Well, you know I couldn't come with any reason not to have UK at #1. Kansas hasn't impressed me at all and Texas came a frog's hair to getting beat by Corpus Christie. So yes, UK is my #1.


----------



## zagsfan20 (Dec 24, 2004)

coolpohle said:


> Rain - why so high on Gonzaga? How can you rank them in the top 15 and not rank Wake Forest - a team they lost to at home.


AP and ESPN have us ranked at 18 and 19 respectively. Why do you find it so far fetched that a poster on a website has the Zags ranked a few spots higher. Aren't these polls subjective?


----------



## coolpohle (Dec 28, 2006)

zagsfan20 said:


> AP and ESPN have us ranked at 18 and 19 respectively. Why do you find it so far fetched that a poster on a website has the Zags ranked a few spots higher. Aren't these polls subjective?


I know what they're ranked in the AP and ESPN. If you have them at 18 - okay I suppose - no reason can you have them any higher. It also makes no sense to have them ranked 15th and leave Wake Forest who beat them on the Zags court unranked. Certainly they're subjective but it seems to me like he overlooked that. Granted, you never rank teams, so you have no reason to complain.


----------



## coolpohle (Dec 28, 2006)

And that's why UNC is not a top 25 team, yet alone a top 10 like many have them. And that's a College of Charleston team Clemson beat by 39.


----------



## HB (May 1, 2004)

At this point probably not a top 25 team but C of C isn't as bad as you make them out to be, then again this damn sketchy teams will play against UNC like their lives depend on it and play other teams like the chumps they truly are. I mean really are teams like Cornell, William & Mary really better than UNC? Absolutely not.


----------



## zagsfan20 (Dec 24, 2004)

coolpohle said:


> I know what they're ranked in the AP and ESPN. If you have them at 18 - okay I suppose - no reason can you have them any higher. It also makes no sense to have them ranked 15th and leave Wake Forest who beat them on the Zags court unranked. Certainly they're subjective but it seems to me like he overlooked that. Granted, you never rank teams, so you have no reason to complain.


That Wake Forest game was an anomaly. A lot of things that could have gone wrong happened, which I have already stated in a past thread. Wake is still a tournament team and I'd say we already have a better resume than all the other teams in the nation with the 3 losses. 

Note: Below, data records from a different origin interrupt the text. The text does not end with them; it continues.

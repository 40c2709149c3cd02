// SPDX-License-Identifier: BUSL-1.1
// Copyright (c) 2026 Alfred Jean LLC

//! Items resolve in document order and see only what came before them.

use crate::prelude::*;
use envspec_resolver::{ItemError, ResolutionError, ResolveOptions};

#[test]
fn progressive_redefinition() {
    env_spec("X=first\nX=${X}-second\n")
        .resolves()
        .valid()
        .value_eq("X", "first-second");
}

#[test]
fn redefinition_chains() {
    env_spec("PATH_LIST=/usr/bin\nPATH_LIST=${PATH_LIST}:/opt/bin\nPATH_LIST=${PATH_LIST}:/home/bin\n")
        .resolves()
        .value_eq("PATH_LIST", "/usr/bin:/opt/bin:/home/bin");
}

#[test]
fn earlier_readers_keep_the_old_value() {
    env_spec("X=1\nY=${X}\nX=2\nZ=${X}\n")
        .resolves()
        .env_eq("Y", "1")
        .env_eq("Z", "2")
        .env_eq("X", "2");
}

#[test]
fn forward_references_are_unresolved() {
    env_spec("# @optional\nEARLY=${LATE}\nLATE=late\n")
        .resolves()
        .valid()
        .value_eq("EARLY", envspec_resolver::ResolvedValue::Undefined);
}

#[test]
fn strict_mode_reports_forward_references() {
    let options: ResolveOptions = spec_options().strict_refs(true);
    env_spec("EARLY=${LATE}\nLATE=late\n")
        .options(options)
        .resolves()
        .errors_eq(
            "EARLY",
            &[ItemError::Resolution(ResolutionError::UnknownReference("LATE".into()))],
        );
}

#[test]
fn commands_see_earlier_values_and_overrides() {
    env_spec("USER_NAME=ada\nGREETING=$(echo hi $USER_NAME from $REGION)\n")
        .override_var("REGION", "eu")
        .resolves()
        .value_eq("GREETING", "hi ada from eu");
}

Then again, I suppose you can look at our perimeter D and automatically forfeit us from the any kind of rankings and heck even the NCAA tournament for that matter.


----------



## zagsfan20 (Dec 24, 2004)

HB said:


> At this point probably not a top 25 team but C of C isn't as bad as you make them out to be, then again this damn sketchy teams will play against UNC like their lives depend on it and play other teams like the chumps they truly are. I mean really are teams like Cornell, William & Mary really better than UNC? Absolutely not.

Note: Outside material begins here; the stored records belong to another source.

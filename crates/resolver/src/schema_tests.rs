// SPDX-License-Identifier: BUSL-1.1
// Copyright (c) 2026 Alfred Jean LLC

use super::*;
use crate::options::ResolveOptions;
use envspec_parser::parse;

fn compile(input: &str) -> Result<Schema, SchemaErrors> {
    Schema::compile(&parse(input).unwrap(), &Registry::with_builtins())
}

fn item(input: &str) -> ItemSchema {
    let schema = compile(input).unwrap();
    schema.items.into_iter().last().unwrap()
}

fn item_errors(input: &str) -> Vec<SchemaError> {
    compile(input)
        .unwrap_err()
        .iter()
        .map(|i| i.error.clone())
        .collect()
}

fn scope() -> Scope {
    Scope::new(ResolveOptions::new())
}

// ============================================================================
// Root decorators
// ============================================================================

#[test]
fn root_defaults() {
    let schema = compile("A=1\n").unwrap();
    assert_eq!(schema.root, RootSchema::default());
    assert_eq!(schema.root.default_required, DefaultRequired::Required);
    assert!(schema.root.default_sensitive);
    assert_eq!(schema.root.env_flag, None);
}

#[yare::parameterized(
    flag       = { "# @defaultRequired\n# ---\n", DefaultRequired::Required },
    true_value = { "# @defaultRequired=true\n# ---\n", DefaultRequired::Required },
    false_value = { "# @defaultRequired=false\n# ---\n", DefaultRequired::Optional },
    infer      = { "# @defaultRequired=infer\n# ---\n", DefaultRequired::Infer },
)]
fn default_required(header: &str, expected: DefaultRequired) {
    let schema = compile(&format!("{header}A=1\n")).unwrap();
    assert_eq!(schema.root.default_required, expected);
}

#[test]
fn root_decorators_together() {
    let schema = compile(
        "# @defaultSensitive=false @envFlag=APP_ENV\n# @generateTypes(lang=ts)\n# ---\nAPP_ENV=dev\n",
    )
    .unwrap();
    assert!(!schema.root.default_sensitive);
    assert_eq!(schema.root.env_flag.as_deref(), Some("APP_ENV"));
}

#[yare::parameterized(
    bad_default_required  = { "# @defaultRequired=sometimes\n# ---\n" },
    bad_default_sensitive = { "# @defaultSensitive=maybe\n# ---\n" },
    env_flag_call         = { "# @envFlag=ref(X)\n# ---\n" },
    env_flag_flag         = { "# @envFlag\n# ---\n" },
)]
fn root_errors_have_no_key(header: &str) {
    let errors = compile(&format!("{header}A=1\n")).unwrap_err();
    assert_eq!(errors.len(), 1);
    assert_eq!(errors.iter().next().unwrap().key, None);
}

// ============================================================================
// Priority and sensitivity
// ============================================================================

#[yare::parameterized(
    none             = { "A=1\n", Priority::Unset },
    required         = { "# @required\nA=1\n", Priority::Required },
    optional         = { "# @optional\nA=1\n", Priority::Optional },
    suggested        = { "# @suggested\nA=1\n", Priority::Suggested },
    trailing         = { "A=1 # @optional\n", Priority::Optional },
    explicit_false   = { "# @required=false\nA=1\n", Priority::Unset },
    false_and_other  = { "# @required=false @optional\nA=1\n", Priority::Optional },
)]
fn priority(input: &str, expected: Priority) {
    match item(input).priority {
        Rule::Fixed(p) => assert_eq!(p, expected),
        Rule::Dynamic(_) => panic!("expected a fixed priority"),
    }
}

#[yare::parameterized(
    required_optional  = { "# @required @optional\nA=1\n", "required", "optional" },
    required_suggested = { "# @required\n# @suggested\nA=1\n", "required", "suggested" },
    across_lines       = { "# @optional\nA=1 # @required\n", "required", "optional" },
    secret_public      = { "# @secret @public\nA=1\n", "secret", "public" },
    number_boolean     = { "# @number @boolean\nA=1\n", "number", "boolean" },
    array_json         = { "# @json\n# @array\nA=1\n", "array", "json" },
)]
fn exclusive_decorators_conflict(input: &str, first: &str, second: &str) {
    assert_eq!(
        item_errors(input),
        vec![SchemaError::ConflictingDecorators {
            first: first.into(),
            second: second.into(),
        }]
    );
}

#[test]
fn dynamic_required_compiles_its_expression() {
    let schema = item("# @required=forEnv(production)\nA=1\n");
    assert!(matches!(schema.priority, Rule::Dynamic(_)));
}

#[test]
fn dynamic_optional_is_rejected() {
    assert_eq!(
        item_errors("# @optional=forEnv(production)\nA=1\n"),
        vec![SchemaError::NonStaticValue("optional".into())]
    );
}

#[test]
fn dynamic_decorator_with_unknown_function() {
    assert_eq!(
        item_errors("# @secret=isProd()\nA=1\n"),
        vec![SchemaError::UnknownFunction("isProd".into())]
    );
}

#[tokio::test]
async fn is_required_follows_header_defaults() {
    let root = RootSchema::default();
    assert!(item("A=1\n").is_required(&root, &scope()).await.unwrap());
    assert!(!item("# @optional\nA=1\n").is_required(&root, &scope()).await.unwrap());
    assert!(!item("# @suggested\nA=1\n").is_required(&root, &scope()).await.unwrap());

    let optional = RootSchema {
        default_required: DefaultRequired::Optional,
        ..RootSchema::default()
    };
    assert!(!item("A=1\n").is_required(&optional, &scope()).await.unwrap());
    assert!(item("# @required\nA=\n").is_required(&optional, &scope()).await.unwrap());

    let infer = RootSchema {
        default_required: DefaultRequired::Infer,
        ..RootSchema::default()
    };
    assert!(item("A=1\n").is_required(&infer, &scope()).await.unwrap());
    assert!(!item("A=\n").is_required(&infer, &scope()).await.unwrap());
}

#[tokio::test]
async fn is_sensitive_follows_header_defaults() {
    let root = RootSchema::default();
    assert!(item("A=1\n").is_sensitive(&root, &scope()).await.unwrap());
    assert!(!item("# @public\nA=1\n").is_sensitive(&root, &scope()).await.unwrap());

    let public = RootSchema {
        default_sensitive: false,
        ..RootSchema::default()
    };
    assert!(!item("A=1\n").is_sensitive(&public, &scope()).await.unwrap());
    assert!(item("# @secret\nA=1\n").is_sensitive(&public, &scope()).await.unwrap());
}

#[tokio::test]
async fn dynamic_rules_evaluate_against_scope() {
    let schema = item("# @required=forEnv(production) @secret=forEnv(production)\nA=\n");
    let root = RootSchema::default();

    let prod = scope()
        .with_values([("APP_ENV", ResolvedValue::string("production"))])
        .with_env_flag("APP_ENV");
    assert!(schema.is_required(&root, &prod).await.unwrap());
    assert!(schema.is_sensitive(&root, &prod).await.unwrap());

    let dev = scope()
        .with_values([("APP_ENV", ResolvedValue::string("development"))])
        .with_env_flag("APP_ENV");
    assert!(!schema.is_required(&root, &dev).await.unwrap());
    assert!(!schema.is_sensitive(&root, &dev).await.unwrap());
}

// ============================================================================
// Constraints and metadata
// ============================================================================

#[test]
fn constraints() {
    let schema = item(
        "# @number @min=1 @max=65535\n# @pattern=\"^[0-9]+$\" @enum(80, 443, 8080)\nPORT=8080\n",
    );
    assert_eq!(schema.type_hint, Some(TypeHint::Number));
    assert_eq!(schema.min, Some(1.0));
    assert_eq!(schema.max, Some(65535.0));
    assert_eq!(schema.pattern.as_ref().map(Regex::as_str), Some("^[0-9]+$"));
    assert_eq!(
        schema.enum_values,
        Some(vec!["80".to_string(), "443".to_string(), "8080".to_string()])
    );
}

#[test]
fn metadata() {
    let schema = item(
        "# Connection string\n# @desc=\"Primary database\" @example=\"postgres://localhost\"\n# @alias(DB_URL, PG_URL)\nDATABASE_URL=\n",
    );
    assert_eq!(schema.description.as_deref(), Some("Primary database"));
    assert_eq!(schema.example.as_deref(), Some("postgres://localhost"));
    assert_eq!(schema.aliases, vec!["DB_URL", "PG_URL"]);
    assert!(!schema.has_value);
}

#[test]
fn description_falls_back_to_comments() {
    let schema = item("# Port to listen on\n# @optional\nPORT=8080\n");
    assert_eq!(schema.description.as_deref(), Some("Port to listen on"));
    assert_eq!(item("# @alias=P\nPORT=1\n").aliases, vec!["P"]);
}

#[test]
fn unknown_decorators_are_ignored() {
    let schema = item("# @docsUrl=https://example.com @deprecated\nA=1\n");
    assert!(schema.has_value);
    assert!(matches!(schema.priority, Rule::Fixed(Priority::Unset)));
}

#[yare::parameterized(
    bad_regex     = { "# @pattern=\"[a-\"\nA=1\n" },
    min_text      = { "# @min=low\nA=1\n" },
    enum_assigned = { "# @enum=a\nA=1\n" },
    enum_dynamic  = { "# @enum(ref(X))\nA=1\n" },
    inverted      = { "# @min=10 @max=1\nA=1\n" },
    pattern_call  = { "# @pattern=ref(X)\nA=1\n" },
)]
fn constraint_errors(input: &str) {
    let errors = item_errors(input);
    assert_eq!(errors.len(), 1, "{errors:?}");
    let ok = matches!(
        errors[0],
        SchemaError::InvalidPattern(_)
            | SchemaError::NotANumber { .. }
            | SchemaError::InvalidArgs { .. }
            | SchemaError::NonStaticValue(_)
            | SchemaError::InvalidRange { .. }
    );
    assert!(ok, "{errors:?}");
}

#[test]
fn inverted_range_reports_bounds() {
    assert_eq!(
        item_errors("# @min=10 @max=1\nA=1\n"),
        vec![SchemaError::InvalidRange {
            min: 10.0,
            max: 1.0
        }]
    );
}

// ============================================================================
// Whole documents
// ============================================================================

#[test]
fn every_issue_is_reported() {
    let errors = compile(
        "# @defaultRequired=maybe\n# ---\n# @required @optional\nA=1\nB=nope(1)\n# @min=x\nC=1\n",
    )
    .unwrap_err();
    let keys: Vec<Option<&str>> = errors.iter().map(|i| i.key.as_deref()).collect();
    assert_eq!(keys, vec![None, Some("A"), Some("B"), Some("C")]);
}

#[test]
fn several_issues_on_one_item() {
    let errors = item_errors("# @required @optional @min=x\nA=nope()\n");
    assert_eq!(errors.len(), 3, "{errors:?}");
}

#[test]
fn duplicates_are_kept_in_order() {
    let schema = compile("A=1\nB=2\nA=3\n").unwrap();
    let keys: Vec<&str> = schema.items.iter().map(|i| i.key.as_str()).collect();
    assert_eq!(keys, vec!["A", "B", "A"]);
}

Get used to it. When you have a team deep with burger boys at every position, you are going to be the hunted.


----------



## Willo (Nov 21, 2003)

HB said:


> At this point probably not a top 25 team but C of C isn't as bad as you make them out to be, then again this damn sketchy teams will play against UNC like their lives depend on it and play other teams like the chumps they truly are. I mean really are teams like Cornell, William & Mary really better than UNC? Absolutely not.


C of C is awful. They are not only not among the top 25 teams in the country, but they aren't in the top 100 teams in the country.


----------



## HB (May 1, 2004)

They played like their lives depended on it, I watched the game.


----------



## Willo (Nov 21, 2003)

It was their Super Bowl.


----------



## coolpohle (Dec 28, 2006)

HB said:


> At this point probably not a top 25 team but C of C isn't as bad as you make them out to be, then again this damn sketchy teams will play against UNC like their lives depend on it and play other teams like the chumps they truly are. I mean really are teams like Cornell, William & Mary really better than UNC? Absolutely not.


C of C is 8-6, one top 200 win, with a double digit loss to (gulp) Hawaii. They aren't good.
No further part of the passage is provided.